I finally resigned as Commanding Officer because the tasks and responsibilities of running the squadron were simply taking over my life. I was spending an unhealthy amount of time with it, and not enough with my wife and children doing family things. (You've been in the game long enough... I'm sure you know what I mean or you've heard the story before.)
In any case... Novalogic's F-22 Raptor.
I respectfully submit that it deserves a spot on one of your museum shelves.

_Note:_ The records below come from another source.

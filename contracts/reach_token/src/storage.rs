//! # Storage
//!
//! Typed helpers over the governance ledger's in-memory tables.
//!
//! | Table            | Key              | Value          | Description                        |
//! |------------------|------------------|----------------|------------------------------------|
//! | `proposals`      | `u64`            | `Proposal`     | Every proposal ever created        |
//! | `vote_records`   | `(u64, Address)` | `()`           | Presence means "this wallet voted" |
//! | `voters`         | `u64`            | `Vec<Address>` | Vote order per proposal            |
//! | `proposal_count` | —                | `u64`          | Last id handed out                 |
//!
//! Rows are never deleted. A vote record, once written, is permanent for
//! its proposal.

use std::collections::{BTreeMap, HashMap, HashSet};

use crate::errors::{Error, Result};
use crate::types::{Address, Proposal};

#[derive(Clone, Debug, Default)]
pub struct ProposalStore {
    proposal_count: u64,
    proposals: BTreeMap<u64, Proposal>,
    vote_records: HashSet<(u64, Address)>,
    voters: HashMap<u64, Vec<Address>>,
}

impl ProposalStore {
    pub fn proposal_count(&self) -> u64 {
        self.proposal_count
    }

    /// Reserve the next proposal id (1, 2, 3, ...).
    pub fn next_proposal_id(&self) -> Result<u64> {
        self.proposal_count.checked_add(1).ok_or(Error::ArithmeticOverflow)
    }

    /// Store a freshly created proposal and advance the counter to its id.
    pub fn insert_proposal(&mut self, proposal: Proposal) {
        self.proposal_count = proposal.id;
        self.proposals.insert(proposal.id, proposal);
    }

    pub fn load_proposal(&self, id: u64) -> Result<&Proposal> {
        self.proposals.get(&id).ok_or(Error::NotFound)
    }

    pub fn load_proposal_mut(&mut self, id: u64) -> Result<&mut Proposal> {
        self.proposals.get_mut(&id).ok_or(Error::NotFound)
    }

    pub fn has_vote_record(&self, id: u64, wallet: &Address) -> bool {
        self.vote_records.contains(&(id, wallet.clone()))
    }

    pub fn save_vote_record(&mut self, id: u64, wallet: &Address) {
        if self.vote_records.insert((id, wallet.clone())) {
            self.voters.entry(id).or_default().push(wallet.clone());
        }
    }

    pub fn voters(&self, id: u64) -> &[Address] {
        self.voters.get(&id).map(Vec::as_slice).unwrap_or(&[])
    }

    pub fn proposals(&self) -> impl Iterator<Item = &Proposal> {
        self.proposals.values()
    }
}
//! Long-running background task that writes engine events to the database.
//!
//! Handlers drain the engine's event log while they still hold the engine
//! lock and push the batch onto an unbounded channel, so batches arrive here
//! in the order the engine emitted them.

use sqlx::SqlitePool;
use tokio::sync::mpsc::UnboundedReceiver;
use tracing::{debug, error, info};

use crate::db;
use crate::events::NewEvent;

pub type EventBatch = Vec<NewEvent>;

/// Spawn the recorder loop as a background [`tokio`] task. Returns once
/// every sender has been dropped and the channel is empty.
pub async fn run(pool: SqlitePool, mut batches: UnboundedReceiver<EventBatch>) {
    info!("Event recorder starting");

    while let Some(batch) = batches.recv().await {
        match db::insert_events(&pool, &batch).await {
            Ok(inserted) => debug!("Recorded {inserted} events"),
            Err(e) => error!("Event recorder write error ({} events lost): {e}", batch.len()),
        }
    }

    info!("Event recorder stopped");
}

It may not be particularly noteworthy in any way, except that among the dozens of sims I have owned, it alone had the greatest impact literally on my life.
Best Regards,
Bob Sebaste, 2004

Vincent Jamart

Released in 1996 and running under MS-DOS, this game is the first of Novalogic's series of F-22 sims.
When this game was released the best graphic card was the Matrox Mystique and all the brand new games were smoother and had more detailed planes.
Novalogic's 3D engine "VoxelSpace2" (also used in Comanche 3 and Armored Fist 2) permits a well-detailed game (look at the mountains!) on a small PC : a P100 with a S3 card was enough to have fun.
(Note: CPU2Kill reported that he managed to run it on a 486-66 mHz - MiGMan)
Novalogic has also included Dolby surround support with this game.
You have lots of training and combat missions with the F-22 (escort AirForceOne etc). You have also 4 campaigns in different environments: Desert, Jungle and Snow, Island.
The gameplay is easy (too much for myself), like F-29 Retaliator and the flight engine isn't the most realistic I guess. So pure simulators fans won't like it as much as flightsim beginners.